Analysis of the reliability and validity of the questionnaire data is needed before performing the data analysis. The reliability of the variable is mainly tested by Cronbach’s α and the combined reliability (CR). The comprehensive α value of the questionnaire was 0.823, the green process innovation capability α value was 0.694, the terminal technical governance capability α value was 0.675, and the α values of the remaining four variables were greater than 0.7. On this basis, the CR values of each variable exceeded 0.7. It can be concluded that the data obtained in this survey have high reliability. Table 2 shows the test results.

TABLE 2

TABLE 2. Cronbach’s α and CR values of each factor.

Lisrel8.7 and SPSS18.0 software were used for factor analysis of questionnaire data. According to the exploratory factor analysis results, the KMO value was 0.832, exceeding the 0.8, indicates that the correlation between variables is strong (Tabachnick and Fidell, 2007; Hair et al., 2010). The p-value of Bartlett sphericity test was 0.000, less than 0.01, shows good structural validity of the scale, which was suitable for factor analysis. The load coefficients of six factors were obtained by factor analysis, and then the corresponding AVE value was calculated. It was found that the AVE value of each variable exceeded 0.5, indicating that the scale had good discriminant validity. The results are shown in the following Table 3.

TABLE 3

TABLE 3. Factor analysis results.

After the reliability and validity test of the questionnaire data, it was found that the obtained data performed well and could be used for follow-up tests. Table 4 shows that the assumed structural equation models are not all significant (coefficient not in confidence intervals). Incentive-based environmental regulation had not significant direct impact on terminal technology governance capability (β = 0.13, CI = [0.15,0.23]). Meanwhile, voluntary environmental regulation had not significant direct impact on green process innovation capability (β = 0.18, CI = [0.09,0.17]) and terminal technology governance capability (β = 0.15, CI = [0.21,0.32]). Based on this, the model was tested using SPSS18.0 and Lisrel8.7. Table 5 and Figure 2 show the test results.

TABLE 4

TABLE 4. Results of the model path coefficient test.

TABLE 5

TABLE 5. Test results.

FIGURE 2

FIGURE 2. Model test results.

The test results show the following: 1) the path coefficients of H1a, H1b, H1c, H2a, H2b, and H3a are high and significant; thus, they pass the test. 2) The H3b path coefficient is high but lacks significance; therefore, it fails the test. 3) The path coefficients of H2c and H3c are low and lack significance; therefore, they fail the test.

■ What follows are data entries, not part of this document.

use std::sync::Arc;

use chrono::Utc;
use futures::future::join_all;
use indicatif::{ProgressBar, ProgressStyle};
use tokio::sync::Semaphore;

use crate::analytics::composer::{compose, DerivedMetrics};
use crate::analytics::reducers;
use crate::config::PipelineConfig;
use crate::error::Result;
use crate::github::{GitHubClient, HealthSignals};
use crate::models::{AnalyticsReport, Repository};

pub struct AnalyticsPipeline {
    github: Arc<GitHubClient>,
    config: PipelineConfig,
}

impl AnalyticsPipeline {
    pub fn new(github: GitHubClient, config: PipelineConfig) -> Self {
        Self {
            github: Arc::new(github),
            config,
        }
    }

    /// Fetch the three collections, probe repository health, run the
    /// reducers, and compose the report. Only a missing profile is fatal;
    /// everything downstream degrades to partial data.
    pub async fn run(&self, username: &str) -> Result<AnalyticsReport> {
        tracing::info!("Fetching GitHub profile for: {}", username);
        let user = self.github.get_user(username).await?;

        let repos = self.github.get_user_repos(username).await;
        tracing::info!("Found {} repositories", repos.len());

        let events = self
            .github
            .get_user_events(username, self.config.max_event_pages)
            .await;
        tracing::info!("Fetched {} events", events.len());

        let signals = self.fetch_health_signals(&repos).await;

        tracing::info!("Reducing collections...");
        let now = Utc::now();
        let (commit_hours, commit_days) = reducers::commit_time_histogram(&events);
        let metrics = DerivedMetrics {
            languages: reducers::language_distribution(&repos),
            commit_hours,
            commit_days,
            activity_types: reducers::activity_type_histogram(&events),
            repo_stats: reducers::repo_popularity(&repos),
            monthly_commits: reducers::monthly_commit_trend(&events, self.config.trend_months, now),
            pr_stats: reducers::pr_merge_stats(&events),
            repo_health: reducers::repo_health_counts(&repos, &signals),
        };

        Ok(compose(&user, metrics, now))
    }

    /// Bounded fan-out of the health probes, one task per repository so
    /// all three probes for a repository land together. A task that cannot
    /// run contributes all-absent signals instead of failing the run.
    async fn fetch_health_signals(&self, repos: &[Repository]) -> Vec<HealthSignals> {
        if repos.is_empty() {
            return Vec::new();
        }

        let semaphore = Arc::new(Semaphore::new(self.config.concurrency_limit));

        let pb = ProgressBar::new(repos.len() as u64);
        pb.set_style(
            ProgressStyle::default_bar()
                .template("{spinner:.green} [{elapsed_precise}] [{bar:40.cyan/blue}] {pos}/{len} repos")
                .unwrap()
                .progress_chars("#>-"),
        );

        let mut probe_futures = Vec::new();

        for repo in repos {
            let github = self.github.clone();
            let sem = semaphore.clone();
            let owner = repo.owner.login.clone();
            let name = repo.name.clone();
            let pb_clone = pb.clone();

            probe_futures.push(async move {
                let signals = match sem.acquire().await {
                    Ok(_permit) => github.get_repo_health_signals(&owner, &name).await,
                    Err(_) => HealthSignals::default(),
                };
                pb_clone.inc(1);
                signals
            });
        }

        let results = join_all(probe_futures).await;
        pb.finish_with_message("Probed repository health");

        results
    }
}
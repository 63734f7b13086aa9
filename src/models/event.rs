use serde::{Deserialize, Serialize};

/// A single entry from the public events feed. `created_at` stays a raw
/// string and is parsed at the point of use: a malformed timestamp drops
/// the event from the time-based reducers only, never from the
/// activity-type histogram.
#[derive(Debug, Clone, Serialize, Deserialize)]
pub struct Event {
    #[serde(rename = "type")]
    pub event_type: String,
    #[serde(default)]
    pub created_at: String,
    #[serde(default)]
    pub payload: EventPayload,
}

#[derive(Debug, Clone, Default, Serialize, Deserialize)]
pub struct EventPayload {
    #[serde(default)]
    pub commits: Vec<PushCommit>,
    pub action: Option<String>,
    pub pull_request: Option<PullRequest>,
}

#[derive(Debug, Clone, Serialize, Deserialize)]
pub struct PushCommit {
    #[serde(default)]
    pub sha: String,
    #[serde(default)]
    pub message: String,
}

#[derive(Debug, Clone, Serialize, Deserialize)]
pub struct PullRequest {
    pub merged: Option<bool>,
    pub created_at: Option<String>,
    pub closed_at: Option<String>,
}

#[cfg(test)]
mod tests {
    use super::*;

    #[test]
    fn test_push_event_deserializes_with_extra_fields() {
        let json = r#"{
            "id": "44358000000",
            "type": "PushEvent",
            "actor": {"id": 1, "login": "octocat"},
            "repo": {"id": 2, "name": "octocat/hello-world"},
            "payload": {
                "push_id": 123,
                "ref": "refs/heads/main",
                "commits": [
                    {"sha": "abc123", "message": "fix parser", "distinct": true},
                    {"sha": "def456", "message": "add tests"}
                ]
            },
            "public": true,
            "created_at": "2024-01-15T10:00:00Z"
        }"#;

        let event: Event = serde_json::from_str(json).unwrap();
        assert_eq!(event.event_type, "PushEvent");
        assert_eq!(event.payload.commits.len(), 2);
        assert_eq!(event.payload.commits[0].sha, "abc123");
    }

    #[test]
    fn test_event_without_payload_fields_deserializes() {
        let json = r#"{"type": "WatchEvent", "payload": {"action": "started"}, "created_at": "2024-03-01T08:30:00Z"}"#;
        let event: Event = serde_json::from_str(json).unwrap();
        assert!(event.payload.commits.is_empty());
        assert_eq!(event.payload.action.as_deref(), Some("started"));
        assert!(event.payload.pull_request.is_none());
    }

    #[test]
    fn test_event_missing_created_at_defaults_to_empty() {
        let json = r#"{"type": "ForkEvent"}"#;
        let event: Event = serde_json::from_str(json).unwrap();
        assert_eq!(event.event_type, "ForkEvent");
        assert!(event.created_at.is_empty());
    }

    #[test]
    fn test_pull_request_event_deserializes() {
        let json = r#"{
            "type": "PullRequestEvent",
            "payload": {
                "action": "closed",
                "pull_request": {
                    "merged": true,
                    "created_at": "2024-01-01T00:00:00Z",
                    "closed_at": "2024-01-02T12:00:00Z",
                    "title": "Add feature"
                }
            },
            "created_at": "2024-01-02T12:00:01Z"
        }"#;

        let event: Event = serde_json::from_str(json).unwrap();
        let pr = event.payload.pull_request.unwrap();
        assert_eq!(pr.merged, Some(true));
        assert_eq!(pr.created_at.as_deref(), Some("2024-01-01T00:00:00Z"));
    }
}
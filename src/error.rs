use reqwest::StatusCode;
use thiserror::Error;

#[derive(Error, Debug)]
pub enum Error {
    #[error("user not found: {username} (status {status})")]
    UserNotFound { username: String, status: StatusCode },

    #[error("Configuration error: {0}")]
    Config(String),

    #[error("Network error: {0}")]
    Network(#[from] reqwest::Error),

    #[error("Serialization error: {0}")]
    Serialization(#[from] serde_json::Error),

    #[error("IO error: {0}")]
    Io(#[from] std::io::Error),

    #[error("Invalid header value: {0}")]
    InvalidHeader(#[from] reqwest::header::InvalidHeaderValue),
}

pub type Result<T> = std::result::Result<T, Error>;
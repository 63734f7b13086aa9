use reqwest::{header, Client};

use crate::error::{Error, Result};
use crate::github::paginator::Paginator;
use crate::models::{Event, GitHubUser, Repository};

const PAGE_SIZE: u32 = 100;

/// Per-repository presence probes. A probe error reads as absence; none
/// of these can fail a run.
#[derive(Debug, Clone, Copy, Default)]
pub struct HealthSignals {
    pub has_readme: bool,
    pub has_ci: bool,
    pub has_tests: bool,
}

pub struct GitHubClient {
    client: Client,
    base_url: String,
}

impl GitHubClient {
    pub fn new(token: Option<&str>) -> Result<Self> {
        let mut headers = header::HeaderMap::new();
        if let Some(token) = token {
            headers.insert(
                header::AUTHORIZATION,
                header::HeaderValue::from_str(&format!("Bearer {}", token))?,
            );
        }
        headers.insert(
            header::ACCEPT,
            header::HeaderValue::from_static("application/vnd.github+json"),
        );
        headers.insert(
            "X-GitHub-Api-Version",
            header::HeaderValue::from_static("2022-11-28"),
        );
        headers.insert(
            header::USER_AGENT,
            header::HeaderValue::from_static("gitmetrics/0.1"),
        );

        let client = Client::builder().default_headers(headers).build()?;

        Ok(Self {
            client,
            base_url: "https://api.github.com".to_string(),
        })
    }

    /// The only fatal fetch: any non-success status aborts the run with the
    /// status attached, so the caller can report it.
    pub async fn get_user(&self, username: &str) -> Result<GitHubUser> {
        let url = format!("{}/users/{}", self.base_url, username);
        tracing::info!("Fetching user: {}", username);

        let response = self.client.get(&url).send().await?;

        if !response.status().is_success() {
            return Err(Error::UserNotFound {
                username: username.to_string(),
                status: response.status(),
            });
        }

        Ok(response.json().await?)
    }

    pub async fn get_user_repos(&self, username: &str) -> Vec<Repository> {
        let url = format!("{}/users/{}/repos", self.base_url, username);
        let paginator = Paginator::new(&self.client);
        tracing::info!("Fetching repositories for: {}", username);
        paginator.fetch_all(&url, PAGE_SIZE).await
    }

    /// The events feed is capped upstream and does not reliably terminate
    /// with an empty page, hence the page ceiling.
    pub async fn get_user_events(&self, username: &str, max_pages: u32) -> Vec<Event> {
        let url = format!("{}/users/{}/events", self.base_url, username);
        let paginator = Paginator::new(&self.client);
        tracing::info!("Fetching events for: {}", username);
        paginator.fetch_limited(&url, PAGE_SIZE, max_pages).await
    }

    /// Three existence probes against the contents API, using this
    /// repository's own owner. The `test` path is only tried when `tests`
    /// came back absent.
    pub async fn get_repo_health_signals(&self, owner: &str, repo: &str) -> HealthSignals {
        let base = format!("{}/repos/{}/{}/contents", self.base_url, owner, repo);

        let has_readme = self.probe(&format!("{}/README.md", base)).await;
        let has_ci = self.probe(&format!("{}/.github/workflows", base)).await;
        let has_tests = self.probe(&format!("{}/tests", base)).await
            || self.probe(&format!("{}/test", base)).await;

        HealthSignals {
            has_readme,
            has_ci,
            has_tests,
        }
    }

    async fn probe(&self, url: &str) -> bool {
        match self.client.get(url).send().await {
            Ok(response) => response.status().is_success(),
            Err(e) => {
                tracing::debug!("Probe failed for {}: {}", url, e);
                false
            }
        }
    }
}
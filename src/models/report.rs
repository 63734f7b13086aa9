use std::collections::BTreeMap;

use chrono::{DateTime, Utc};
use serde::{Deserialize, Serialize};

/// The single output artifact of a run, shaped for the dashboard. Map
/// fields are BTreeMaps so the serialized document is deterministic:
/// hour keys sort numerically, month keys chronologically.
#[derive(Debug, Clone, Serialize, Deserialize)]
pub struct AnalyticsReport {
    pub user: UserSummary,
    pub languages: BTreeMap<String, u64>,
    pub commit_hours: BTreeMap<u32, u64>,
    pub commit_days: BTreeMap<String, u64>,
    pub activity_types: BTreeMap<String, u64>,
    pub repo_stats: RepoStats,
    pub monthly_commits: BTreeMap<String, u64>,
    pub monthly_commits_avg: f64,
    pub pr_stats: PrStats,
    pub repo_health: RepoHealth,
    pub hireability_breakdown: HireabilityBreakdown,
    pub last_updated: DateTime<Utc>,
}

#[derive(Debug, Clone, Serialize, Deserialize)]
pub struct UserSummary {
    pub username: String,
    pub name: Option<String>,
    pub bio: Option<String>,
    pub public_repos: u32,
    pub followers: u32,
    pub following: u32,
    pub created_at: DateTime<Utc>,
}

#[derive(Debug, Clone, Serialize, Deserialize)]
pub struct RepoStats {
    pub total_stars: u64,
    pub total_forks: u64,
    pub total_repos: usize,
    pub top_repos: Vec<TopRepo>,
}

#[derive(Debug, Clone, Serialize, Deserialize)]
pub struct TopRepo {
    pub name: String,
    pub stars: u32,
    pub forks: u32,
    pub language: Option<String>,
}

/// `merge_rate` stays `None` when no pull-request events were seen, and
/// `avg_time_to_merge_hours` when no merged PR had parseable timestamps.
/// The dashboard distinguishes "no data" from an actual zero.
#[derive(Debug, Clone, Serialize, Deserialize)]
pub struct PrStats {
    pub total_prs: u64,
    pub merged_prs: u64,
    pub merge_rate: Option<f64>,
    pub avg_time_to_merge_hours: Option<f64>,
}

#[derive(Debug, Clone, Serialize, Deserialize)]
pub struct RepoHealth {
    pub has_readme: u32,
    pub has_ci: u32,
    pub has_tests: u32,
    pub has_license: u32,
    pub total_repos_checked: usize,
}

/// Display-ready scalar summary, not a validated score.
#[derive(Debug, Clone, Serialize, Deserialize)]
pub struct HireabilityBreakdown {
    pub public_repos: u32,
    pub stars: u64,
    pub followers: u32,
    pub consistency: f64,
    pub collaboration: f64,
}
use std::io::{self, Write};

use clap::Parser;
use tracing_subscriber::EnvFilter;

use gitmetrics::{AnalyticsPipeline, Config, GitHubClient, JsonStore, PipelineConfig};

#[derive(Parser, Debug)]
#[command(name = "gitmetrics")]
#[command(version = "0.1.0")]
#[command(about = "Generate GitHub activity analytics for a profile dashboard")]
struct Args {
    /// GitHub username to analyze (prompted for when omitted)
    #[arg(short, long)]
    username: Option<String>,

    /// Personal access token (falls back to GITHUB_TOKEN, then a prompt)
    #[arg(short, long)]
    token: Option<String>,

    /// Output path for the analytics document
    #[arg(short, long)]
    output: Option<String>,

    /// Maximum event feed pages to fetch
    #[arg(long)]
    max_event_pages: Option<u32>,
}

#[tokio::main]
async fn main() -> anyhow::Result<()> {
    // Initialize logging
    tracing_subscriber::fmt()
        .with_env_filter(
            EnvFilter::from_default_env()
                .add_directive("gitmetrics=info".parse()?)
                .add_directive("reqwest=warn".parse()?),
        )
        .init();

    // Load environment variables
    dotenvy::dotenv().ok();

    let args = Args::parse();
    let config = Config::from_env()?;

    println!("{}", "=".repeat(50));
    println!("GitHub Activity Analytics");
    println!("{}", "=".repeat(50));
    println!();

    let username = match args.username {
        Some(username) => username,
        None => prompt_username()?,
    };

    let token = match args.token.or_else(|| config.github_token.clone()) {
        Some(token) => Some(token),
        None => prompt_token()?,
    };

    let github = GitHubClient::new(token.as_deref())?;

    let mut pipeline_config = PipelineConfig::from(&config);
    if let Some(max_event_pages) = args.max_event_pages {
        pipeline_config.max_event_pages = max_event_pages;
    }

    let pipeline = AnalyticsPipeline::new(github, pipeline_config);

    tracing::info!("Starting analytics run for GitHub user: {}", username);
    match pipeline.run(&username).await {
        Ok(report) => {
            let output_path = args.output.unwrap_or(config.output_path);
            let store = JsonStore::new(&output_path);
            store.save_report(&report)?;

            println!();
            println!("✓ Success! Analytics written to {}", store.path().display());
            println!("  Open the dashboard to view the results.");
            Ok(())
        }
        Err(e) => {
            println!();
            println!("✗ Failed to fetch data: {}", e);
            println!("  Check the username and try again.");
            Err(e.into())
        }
    }
}

fn prompt_username() -> anyhow::Result<String> {
    loop {
        print!("Enter a GitHub username: ");
        io::stdout().flush()?;

        let mut line = String::new();
        io::stdin().read_line(&mut line)?;
        let username = line.trim();
        if !username.is_empty() {
            return Ok(username.to_string());
        }
    }
}

fn prompt_token() -> anyhow::Result<Option<String>> {
    println!("Optional: enter a GitHub personal access token");
    println!("(raises the API rate limit from 60 to 5,000 requests/hour)");
    print!("Leave empty to skip: ");
    io::stdout().flush()?;

    let mut line = String::new();
    io::stdin().read_line(&mut line)?;
    let token = line.trim();

    Ok(if token.is_empty() {
        None
    } else {
        Some(token.to_string())
    })
}
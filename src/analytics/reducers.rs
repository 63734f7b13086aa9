//! Pure reducers from the fetched collections to derived metrics. Each one
//! owns its accumulator and observes nothing but its arguments, so they can
//! run in any order over the same collections.

use std::collections::BTreeMap;

use chrono::{DateTime, Months, Timelike, Utc};

use crate::analytics::round1;
use crate::github::HealthSignals;
use crate::models::{Event, PrStats, PullRequest, RepoHealth, RepoStats, Repository, TopRepo};

const PUSH_EVENT: &str = "PushEvent";
const PULL_REQUEST_EVENT: &str = "PullRequestEvent";
const TOP_REPOS: usize = 5;

fn parse_timestamp(raw: &str) -> Option<DateTime<Utc>> {
    raw.parse::<DateTime<Utc>>().ok()
}

/// Repository count per primary language. Repositories without one are
/// excluded entirely, not bucketed as "unknown".
pub fn language_distribution(repos: &[Repository]) -> BTreeMap<String, u64> {
    let mut languages = BTreeMap::new();
    for repo in repos {
        if let Some(ref language) = repo.language {
            *languages.entry(language.clone()).or_insert(0) += 1;
        }
    }
    languages
}

/// Push events bucketed by UTC hour of day and by weekday name. Events
/// whose timestamp fails to parse are skipped here but still count in the
/// activity-type histogram.
pub fn commit_time_histogram(events: &[Event]) -> (BTreeMap<u32, u64>, BTreeMap<String, u64>) {
    let mut hours = BTreeMap::new();
    let mut days = BTreeMap::new();

    for event in events.iter().filter(|e| e.event_type == PUSH_EVENT) {
        let created_at = match parse_timestamp(&event.created_at) {
            Some(ts) => ts,
            None => continue,
        };
        *hours.entry(created_at.hour()).or_insert(0) += 1;
        *days.entry(created_at.format("%A").to_string()).or_insert(0) += 1;
    }

    (hours, days)
}

/// Event count per type tag, including types no other reducer looks at.
pub fn activity_type_histogram(events: &[Event]) -> BTreeMap<String, u64> {
    let mut activity_types = BTreeMap::new();
    for event in events {
        *activity_types.entry(event.event_type.clone()).or_insert(0) += 1;
    }
    activity_types
}

/// Star and fork totals plus the top 5 repositories by stars. The sort is
/// stable, so equal star counts keep the API's ordering.
pub fn repo_popularity(repos: &[Repository]) -> RepoStats {
    let total_stars = repos.iter().map(|r| r.stargazers_count as u64).sum();
    let total_forks = repos.iter().map(|r| r.forks_count as u64).sum();

    let mut ranked: Vec<&Repository> = repos.iter().collect();
    ranked.sort_by(|a, b| b.stargazers_count.cmp(&a.stargazers_count));

    let top_repos = ranked
        .iter()
        .take(TOP_REPOS)
        .map(|r| TopRepo {
            name: r.name.clone(),
            stars: r.stargazers_count,
            forks: r.forks_count,
            language: r.language.clone(),
        })
        .collect();

    RepoStats {
        total_stars,
        total_forks,
        total_repos: repos.len(),
        top_repos,
    }
}

/// Commits summed per year-month of push events, with the trailing
/// `months` back-filled with zero so quiet months still chart. A push
/// event with an empty commit list counts as one commit: the feed
/// compresses large pushes but at least one commit happened.
pub fn monthly_commit_trend(
    events: &[Event],
    months: u32,
    now: DateTime<Utc>,
) -> BTreeMap<String, u64> {
    let mut counts: BTreeMap<String, u64> = BTreeMap::new();

    for event in events.iter().filter(|e| e.event_type == PUSH_EVENT) {
        let created_at = match parse_timestamp(&event.created_at) {
            Some(ts) => ts,
            None => continue,
        };
        let key = created_at.format("%Y-%m").to_string();
        let commits = event.payload.commits.len().max(1) as u64;
        *counts.entry(key).or_insert(0) += commits;
    }

    let mut cursor = now.date_naive();
    for _ in 0..months {
        counts.entry(cursor.format("%Y-%m").to_string()).or_insert(0);
        cursor = match cursor.checked_sub_months(Months::new(1)) {
            Some(date) => date,
            None => break,
        };
    }

    counts
}

/// Pull-request totals and merge statistics. A PR counts as merged only
/// when its event action is "closed" and the nested record's merged flag
/// is set; durations with missing or malformed timestamps are dropped
/// from the average without affecting the counts.
pub fn pr_merge_stats(events: &[Event]) -> PrStats {
    let mut total_prs = 0;
    let mut merged_prs = 0;
    let mut merge_durations = Vec::new();

    for event in events.iter().filter(|e| e.event_type == PULL_REQUEST_EVENT) {
        total_prs += 1;

        if event.payload.action.as_deref() != Some("closed") {
            continue;
        }
        let pr = match event.payload.pull_request {
            Some(ref pr) => pr,
            None => continue,
        };
        if pr.merged == Some(true) {
            merged_prs += 1;
            if let Some(hours) = merge_duration_hours(pr) {
                merge_durations.push(hours);
            }
        }
    }

    let merge_rate = if total_prs > 0 {
        Some(merged_prs as f64 / total_prs as f64)
    } else {
        None
    };
    let avg_time_to_merge_hours = if merge_durations.is_empty() {
        None
    } else {
        Some(round1(
            merge_durations.iter().sum::<f64>() / merge_durations.len() as f64,
        ))
    };

    PrStats {
        total_prs,
        merged_prs,
        merge_rate,
        avg_time_to_merge_hours,
    }
}

fn merge_duration_hours(pr: &PullRequest) -> Option<f64> {
    let created = parse_timestamp(pr.created_at.as_deref()?)?;
    let closed = parse_timestamp(pr.closed_at.as_deref()?)?;
    Some((closed - created).num_seconds() as f64 / 3600.0)
}

/// Running totals over the probe signals, plus license presence straight
/// from the repository records. `signals` is positionally aligned with
/// `repos` by the pipeline's fan-out.
pub fn repo_health_counts(repos: &[Repository], signals: &[HealthSignals]) -> RepoHealth {
    RepoHealth {
        has_readme: signals.iter().filter(|s| s.has_readme).count() as u32,
        has_ci: signals.iter().filter(|s| s.has_ci).count() as u32,
        has_tests: signals.iter().filter(|s| s.has_tests).count() as u32,
        has_license: repos.iter().filter(|r| r.license.is_some()).count() as u32,
        total_repos_checked: repos.len(),
    }
}
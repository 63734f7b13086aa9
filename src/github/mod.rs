pub mod client;
pub mod paginator;

pub use client::{GitHubClient, HealthSignals};
pub use paginator::Paginator;
use serde::{Deserialize, Serialize};
use std::fmt;

/// One record returned by `LookupEvents`.
///
/// Only the payload, id and name drive discovery; the rest is carried along
/// so a dump round-trips without loss.
#[derive(Debug, Clone, Default, PartialEq, Serialize, Deserialize)]
#[serde(rename_all = "PascalCase")]
pub struct RawEvent {
    #[serde(default, skip_serializing_if = "Option::is_none")]
    pub event_id: Option<String>,
    #[serde(default, skip_serializing_if = "Option::is_none")]
    pub event_name: Option<String>,
    #[serde(default, skip_serializing_if = "Option::is_none")]
    pub event_source: Option<String>,
    /// ISO-8601 string from the CLI, epoch seconds from the SDKs.
    #[serde(default, skip_serializing_if = "Option::is_none")]
    pub event_time: Option<serde_json::Value>,
    #[serde(default, skip_serializing_if = "Option::is_none")]
    pub username: Option<String>,
    #[serde(default, skip_serializing_if = "Option::is_none")]
    pub read_only: Option<String>,
    #[serde(default, skip_serializing_if = "Option::is_none")]
    pub access_key_id: Option<String>,
    #[serde(default, skip_serializing_if = "Vec::is_empty")]
    pub resources: Vec<EventResource>,
    #[serde(default, skip_serializing_if = "Option::is_none")]
    pub cloud_trail_event: Option<String>,
}

#[derive(Debug, Clone, Default, PartialEq, Eq, Serialize, Deserialize)]
#[serde(rename_all = "PascalCase")]
pub struct EventResource {
    #[serde(default, skip_serializing_if = "Option::is_none")]
    pub resource_type: Option<String>,
    #[serde(default, skip_serializing_if = "Option::is_none")]
    pub resource_name: Option<String>,
}

impl RawEvent {
    pub fn new(
        event_id: impl Into<String>,
        event_name: impl Into<String>,
        payload: impl Into<String>,
    ) -> Self {
        Self {
            event_id: Some(event_id.into()),
            event_name: Some(event_name.into()),
            cloud_trail_event: Some(payload.into()),
            ..Self::default()
        }
    }

    pub fn event_id(&self) -> &str {
        self.event_id.as_deref().unwrap_or_default()
    }

    /// The API action (`EventName`), e.g. `RunInstances`.
    pub fn action(&self) -> &str {
        self.event_name.as_deref().unwrap_or_default()
    }

    pub fn payload(&self) -> &str {
        self.cloud_trail_event.as_deref().unwrap_or_default()
    }
}

/// Opaque continuation handle; absent on the last page.
#[derive(Debug, Clone, PartialEq, Eq, Hash, Serialize, Deserialize)]
#[serde(transparent)]
pub struct PageToken(String);

impl PageToken {
    pub fn new(raw: impl Into<String>) -> Self {
        Self(raw.into())
    }

    pub fn as_str(&self) -> &str {
        &self.0
    }
}

impl fmt::Display for PageToken {
    fn fmt(&self, f: &mut fmt::Formatter<'_>) -> fmt::Result {
        f.write_str(&self.0)
    }
}

/// One page of results, in the order the source returned them.
#[derive(Debug, Clone, Default, PartialEq, Serialize, Deserialize)]
#[serde(rename_all = "PascalCase")]
pub struct EventPage {
    pub events: Vec<RawEvent>,
    #[serde(default, skip_serializing_if = "Option::is_none")]
    pub next_token: Option<PageToken>,
}

impl EventPage {
    pub fn new(events: Vec<RawEvent>, next_token: Option<PageToken>) -> Self {
        Self { events, next_token }
    }

    pub fn last(events: Vec<RawEvent>) -> Self {
        Self::new(events, None)
    }
}
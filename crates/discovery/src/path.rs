use crate::PATH_DELIMITER;
use serde::{Deserialize, Serialize};
use std::fmt;

/// Token that stands in for a run of array-index segments.
pub const INDEX_WILDCARD: &str = "[]";

/// A flattened path with array indices collapsed, used as the dedup key.
#[derive(Debug, Clone, PartialEq, Eq, Hash, PartialOrd, Ord, Serialize, Deserialize)]
#[serde(transparent)]
pub struct NormalizedPath(String);

impl NormalizedPath {
    #[must_use]
    pub fn as_str(&self) -> &str {
        &self.0
    }

    #[must_use]
    pub fn into_string(self) -> String {
        self.0
    }
}

impl fmt::Display for NormalizedPath {
    fn fmt(&self, f: &mut fmt::Formatter<'_>) -> fmt::Result {
        f.write_str(&self.0)
    }
}

impl AsRef<str> for NormalizedPath {
    fn as_ref(&self) -> &str {
        &self.0
    }
}

/// Collapse every maximal run of digit-only segments into [`INDEX_WILDCARD`].
///
/// `Resources.0.Id` and `Resources.12.Id` both become `Resources.[].Id`;
/// `matrix.0.1.value` becomes `matrix.[].value`.
#[must_use]
pub fn normalize(path: &str) -> NormalizedPath {
    let mut out = String::with_capacity(path.len());
    let mut in_index_run = false;

    for (pos, segment) in path.split(PATH_DELIMITER).enumerate() {
        let is_index = is_index_segment(segment);
        if is_index && in_index_run {
            continue;
        }
        if pos > 0 {
            out.push(PATH_DELIMITER);
        }
        out.push_str(if is_index { INDEX_WILDCARD } else { segment });
        in_index_run = is_index;
    }

    NormalizedPath(out)
}

// An already-collapsed wildcard counts as an index so normalizing twice is a no-op.
fn is_index_segment(segment: &str) -> bool {
    segment == INDEX_WILDCARD
        || (!segment.is_empty() && segment.bytes().all(|b| b.is_ascii_digit()))
}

Table 6 shows the list of goodness-of-fit indices. Through a comprehensive assessment of the goodness-of-fit index’s degree of conformity, the model is shown to have a good fit, and the study conclusions are true and reliable.

TABLE 6

TABLE 6. List of goodness-of-fit indices.

4 Conclusions and Policy Implications

4.1 Conclusion

The test results show that the Porter hypothesis is supported for China’s manufacturing enterprises but cannot be completely confirmed. China’s environmental regulations drive green technological innovations of manufacturing enterprises and have partially promoted the growth of green technological innovation capabilities. However, the promotion function still has many limitations that need to be addressed. Command-based environmental regulation has the strongest promotion effect (Guo and Yuan, 2020), followed by incentive-based environmental regulation. Voluntary environmental regulation has the weakest effect.

Specifically, the results show that command-based environmental regulation supports the green product innovation capability, green process innovation capability, and terminal governance technology capability of manufacturing enterprises. Conversely, incentive-based environmental regulation has a promotion effect on manufacturing enterprises’ green product innovation capability and green process innovation capability but not on terminal technology governance capability. Finally, voluntary environmental regulation can only promote the green product innovation capability of manufacturing enterprises and not the green process innovation and terminal technology governance capabilities. Under green technology innovation capability cultivation of manufacturing enterprises, green product innovation capability has been most effectively promoted, followed by green process innovation capability. Terminal governance technology capability has been promoted the least.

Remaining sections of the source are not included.